Abstract

Brand growth is logically a key goal for most brand managers. Brand extension has evolved as one dominant growth strategy, where the brand capitalizes on the strength in its original category to obtain a foothold in a nearby or distant product or service category (Aaker & Keller, 1990; Volckner & Sattler, 2006). In this strategy, the brand makes its move on its own, solely relying on its own strength to succeed in the new category. This has proven to be a risky endeavor for the brand in the original and the extension category (Loken & John, 1993). An alternative strategic approach to brand growth is to forge some sort of alliance, or join forces with other established brands (James, 2006; Rao & Ruekert, 1994; Simonin & Ruth, 1998). In this strategy, the collaborating brands could potentially hope that “the sum is larger than its parts”, and the likelihood of success for both brands could be potentially higher (than if they should make the move alone).
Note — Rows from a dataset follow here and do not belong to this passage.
//! Model and record traits.
//!
//! [`Model`] names an entity for fetch requests. [`Record`] gives key-value
//! access to an instance so key paths can be resolved against it. Both are
//! normally implemented with `#[derive(Model)]`.

use std::fmt;

use crate::aggregate::KeyPathOperator;
use crate::value::Value;

/// A queryable model type.
///
/// # Example
///
/// ```ignore
/// use querykit::Model;
///
/// #[derive(Model)]
/// #[model(entity = "Person")]
/// struct Person {
///     name: String,
///     age: i64,
/// }
///
/// assert_eq!(Person::ENTITY_NAME, "Person");
/// let adults = Person::age().greater_or_equal(18);
/// ```
pub trait Model: Send + Sync + 'static {
    /// Entity name used in fetch requests.
    const ENTITY_NAME: &'static str;

    /// Names of the attributes declared on the model.
    const ATTRIBUTE_NAMES: &'static [&'static str];

    /// Returns the model behind a relation attribute, or `None` for plain
    /// attributes.
    ///
    /// Implementations with relations must override this so key paths
    /// through them can be checked without a record at hand.
    #[must_use]
    fn relationship(_key: &str) -> Option<Relationship> {
        None
    }
}

/// A relation attribute and the model on its far side.
#[derive(Debug, Clone, Copy)]
pub enum Relationship {
    /// A single related record.
    ToOne(Schema),
    /// A collection of related records.
    ToMany(Schema),
}

/// Static description of a model, used to check key paths before any record
/// is evaluated.
#[derive(Clone, Copy)]
pub struct Schema {
    entity: &'static str,
    attributes: &'static [&'static str],
    relationship: fn(&str) -> Option<Relationship>,
}

impl Schema {
    /// Returns the schema of `M`.
    #[must_use]
    pub fn of<M: Model>() -> Self {
        Self {
            entity: M::ENTITY_NAME,
            attributes: M::ATTRIBUTE_NAMES,
            relationship: M::relationship,
        }
    }

    /// Entity name of the model.
    #[must_use]
    pub const fn entity(&self) -> &'static str {
        self.entity
    }

    /// Attribute names of the model.
    #[must_use]
    pub const fn attributes(&self) -> &'static [&'static str] {
        self.attributes
    }

    /// Returns the relation behind `key`, if `key` is a relation attribute.
    #[must_use]
    pub fn relationship(&self, key: &str) -> Option<Relationship> {
        if self.attributes.contains(&key) {
            (self.relationship)(key)
        } else {
            None
        }
    }

    /// Returns whether `path` can resolve on records of this model.
    ///
    /// Follows the same rules as [`value_for_key_path`]: a path ends on a
    /// plain attribute, walks relations segment by segment, and a collection
    /// operator applies to a to-many relation (with an element path, or bare
    /// for `@count`) or to a plain array attribute (bare).
    #[must_use]
    pub fn has_key_path(&self, path: &str) -> bool {
        let segments: Vec<&str> = path.split('.').collect();
        self.check(&segments)
    }

    fn check(&self, segments: &[&str]) -> bool {
        let Some((head, tail)) = segments.split_first() else {
            return false;
        };
        if !self.attributes.contains(head) {
            return false;
        }
        let relationship = (self.relationship)(*head);
        let Some((next, rest)) = tail.split_first() else {
            return relationship.is_none();
        };

        if let Some(op) = KeyPathOperator::parse(*next) {
            return match relationship {
                Some(Relationship::ToMany(_)) if rest.is_empty() => op == KeyPathOperator::Count,
                Some(Relationship::ToMany(schema)) => schema.check(rest),
                Some(Relationship::ToOne(_)) => false,
                None => rest.is_empty(),
            };
        }

        match relationship {
            Some(Relationship::ToOne(schema) | Relationship::ToMany(schema)) => schema.check(tail),
            None => false,
        }
    }
}

impl fmt::Debug for Schema {
    fn fmt(&self, f: &mut fmt::Formatter<'_>) -> fmt::Result {
        f.debug_struct("Schema")
            .field("entity", &self.entity)
            .field("attributes", &self.attributes)
            .finish_non_exhaustive()
    }
}

/// Key-value access to a model instance.
pub trait Record {
    /// Returns the value stored under a single key, or `None` if the key is
    /// not an attribute of this record.
    fn value_for_key(&self, key: &str) -> Option<Value>;

    /// Returns the related record for a to-one relation.
    fn record_for_key(&self, _key: &str) -> Option<&dyn Record> {
        None
    }

    /// Returns the related records for a to-many relation.
    fn records_for_key(&self, _key: &str) -> Option<Vec<&dyn Record>> {
        None
    }
}

/// Resolves a dot-separated key path against a record.
///
/// Relations are followed segment by segment. A collection operator segment
/// (`@count`, `@sum`, `@avg`, `@min`, `@max`) aggregates over a to-many
/// relation or an array value, using the remaining segments as the element
/// path. Returns `None` when any segment is unknown.
#[must_use]
pub fn value_for_key_path(record: &dyn Record, path: &str) -> Option<Value> {
    let segments: Vec<&str> = path.split('.').collect();
    resolve(record, &segments)
}

fn resolve(record: &dyn Record, segments: &[&str]) -> Option<Value> {
    let (head, tail) = segments.split_first()?;
    if tail.is_empty() {
        return record.value_for_key(head);
    }

    if let Some(op) = KeyPathOperator::parse(tail[0]) {
        return aggregate_for_key(record, head, op, &tail[1..]);
    }

    if let Some(child) = record.record_for_key(head) {
        return resolve(child, tail);
    }

    if let Some(children) = record.records_for_key(head) {
        return children
            .into_iter()
            .map(|child| resolve(child, tail))
            .collect::<Option<Vec<_>>>()
            .map(Value::Array);
    }

    None
}

fn aggregate_for_key(
    record: &dyn Record,
    key: &str,
    op: KeyPathOperator,
    element_path: &[&str],
) -> Option<Value> {
    if let Some(children) = record.records_for_key(key) {
        if element_path.is_empty() {
            // Only @count is meaningful on bare records.
            return match op {
                KeyPathOperator::Count => i64::try_from(children.len()).ok().map(Value::Int),
                _ => None,
            };
        }
        let values = children
            .into_iter()
            .map(|child| resolve(child, element_path))
            .collect::<Option<Vec<_>>>()?;
        return Some(aggregate(op, &values));
    }

    match record.value_for_key(key)? {
        Value::Array(items) if element_path.is_empty() => Some(aggregate(op, &items)),
        _ => None,
    }
}

#[allow(clippy::cast_precision_loss)]
fn aggregate(op: KeyPathOperator, values: &[Value]) -> Value {
    let present: Vec<&Value> = values.iter().filter(|v| !v.is_null()).collect();
    match op {
        KeyPathOperator::Count => i64::try_from(values.len()).map_or(Value::Null, Value::Int),
        KeyPathOperator::Sum => {
            if present.iter().all(|v| matches!(v, Value::Int(_))) {
                let total = present.iter().try_fold(0_i64, |acc, v| match v {
                    Value::Int(n) => acc.checked_add(*n),
                    _ => None,
                });
                if let Some(total) = total {
                    return Value::Int(total);
                }
            }
            present
                .iter()
                .map(|v| v.as_f64())
                .sum::<Option<f64>>()
                .map_or(Value::Null, Value::Float)
        }
        KeyPathOperator::Avg => {
            if present.is_empty() {
                return Value::Null;
            }
            present
                .iter()
                .map(|v| v.as_f64())
                .sum::<Option<f64>>()
                .map_or(Value::Null, |total| Value::Float(total / present.len() as f64))
        }
        KeyPathOperator::Min | KeyPathOperator::Max => {
            let wanted = if op == KeyPathOperator::Min {
                std::cmp::Ordering::Less
            } else {
                std::cmp::Ordering::Greater
            };
            present
                .into_iter()
                .fold(None::<&Value>, |best, v| match best {
                    Some(b) if v.partial_compare(b) != Some(wanted) => Some(b),
                    _ => Some(v),
                })
                .cloned()
                .unwrap_or(Value::Null)
        }
    }
}

#[cfg(test)]
mod tests {
    use super::*;

    struct Book {
        pages: i64,
    }

    impl Record for Book {
        fn value_for_key(&self, key: &str) -> Option<Value> {
            match key {
                "pages" => Some(Value::Int(self.pages)),
                _ => None,
            }
        }
    }

    struct Address {
        city: String,
    }

    impl Record for Address {
        fn value_for_key(&self, key: &str) -> Option<Value> {
            match key {
                "city" => Some(Value::String(self.city.clone())),
                _ => None,
            }
        }
    }

    struct Author {
        address: Address,
        books: Vec<Book>,
        scores: Vec<i64>,
    }

    impl Record for Author {
        fn value_for_key(&self, key: &str) -> Option<Value> {
            match key {
                "scores" => Some(Value::Array(
                    self.scores.iter().copied().map(Value::Int).collect(),
                )),
                _ => None,
            }
        }

        fn record_for_key(&self, key: &str) -> Option<&dyn Record> {
            match key {
                "address" => Some(&self.address),
                _ => None,
            }
        }

        fn records_for_key(&self, key: &str) -> Option<Vec<&dyn Record>> {
            match key {
                "books" => Some(self.books.iter().map(|b| b as &dyn Record).collect()),
                _ => None,
            }
        }
    }

    impl Model for Book {
        const ENTITY_NAME: &'static str = "Book";
        const ATTRIBUTE_NAMES: &'static [&'static str] = &["pages"];
    }

    impl Model for Address {
        const ENTITY_NAME: &'static str = "Address";
        const ATTRIBUTE_NAMES: &'static [&'static str] = &["city"];
    }

    impl Model for Author {
        const ENTITY_NAME: &'static str = "Author";
        const ATTRIBUTE_NAMES: &'static [&'static str] = &["address", "books", "scores"];

        fn relationship(key: &str) -> Option<Relationship> {
            match key {
                "address" => Some(Relationship::ToOne(Schema::of::<Address>())),
                "books" => Some(Relationship::ToMany(Schema::of::<Book>())),
                _ => None,
            }
        }
    }

    fn author() -> Author {
        Author {
            address: Address {
                city: String::from("London"),
            },
            books: vec![Book { pages: 100 }, Book { pages: 300 }],
            scores: vec![4, 9, 1],
        }
    }

    #[test]
    fn test_follows_to_one_relation() {
        assert_eq!(
            value_for_key_path(&author(), "address.city"),
            Some(Value::String(String::from("London")))
        );
    }

    #[test]
    fn test_unknown_segment() {
        assert_eq!(value_for_key_path(&author(), "address.zip"), None);
        assert_eq!(value_for_key_path(&author(), "nope"), None);
    }

    #[test]
    fn test_count_over_records_and_arrays() {
        assert_eq!(value_for_key_path(&author(), "books.@count"), Some(Value::Int(2)));
        assert_eq!(value_for_key_path(&author(), "scores.@count"), Some(Value::Int(3)));
    }

    #[test]
    fn test_element_aggregates() {
        let a = author();
        assert_eq!(value_for_key_path(&a, "books.@sum.pages"), Some(Value::Int(400)));
        assert_eq!(value_for_key_path(&a, "books.@avg.pages"), Some(Value::Float(200.0)));
        assert_eq!(value_for_key_path(&a, "books.@min.pages"), Some(Value::Int(100)));
        assert_eq!(value_for_key_path(&a, "scores.@max"), Some(Value::Int(9)));
    }

    #[test]
    fn test_to_many_path_collects_array() {
        assert_eq!(
            value_for_key_path(&author(), "books.pages"),
            Some(Value::Array(vec![Value::Int(100), Value::Int(300)]))
        );
    }

    #[test]
    fn test_schema_accepts_resolvable_paths() {
        let schema = Schema::of::<Author>();
        assert_eq!(schema.entity(), "Author");
        for path in [
            "scores",
            "address.city",
            "books.pages",
            "books.@count",
            "books.@sum.pages",
            "scores.@max",
        ] {
            assert!(schema.has_key_path(path), "{path} should resolve");
            assert!(value_for_key_path(&author(), path).is_some(), "{path} should resolve");
        }
    }

    #[test]
    fn test_schema_rejects_unknown_paths() {
        let schema = Schema::of::<Author>();
        for path in [
            "",
            "height",
            "address",
            "address.zip",
            "address.@count",
            "books",
            "books.@sum",
            "books.@sum.weight",
            "scores.total",
            "scores.@max.value",
        ] {
            assert!(!schema.has_key_path(path), "{path} should not resolve");
            assert_eq!(value_for_key_path(&author(), path), None, "{path} should not resolve");
        }
    }

    #[test]
    fn test_schema_relationship_lookup() {
        let schema = Schema::of::<Author>();
        assert!(matches!(
            schema.relationship("address"),
            Some(Relationship::ToOne(s)) if s.entity() == "Address"
        ));
        assert!(matches!(
            schema.relationship("books"),
            Some(Relationship::ToMany(s)) if s.attributes() == ["pages"]
        ));
        assert!(schema.relationship("scores").is_none());
        assert!(schema.relationship("missing").is_none());
    }
}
Hence, the purpose of the current study is 1) to experimentally test the attitudinal responses to a brand pursuing either the extension or alliance strategy, and 2) assess the extent to which this effect is moderated by the length of category stretch, from short, via medium, to long stretch. The two preceding growth strategies have not been directly compared in the same experiment previously; hence there is limited empirical knowledge about the relative pros and cons of both when seen in direct comparison. James (2006) findings lend support to the basic fit-assumption, i.e., fit is a significant driver of both extension and alliance acceptance. However, relative impact cannot be derived from his study, as extensions and alliances were treated as separate datasets.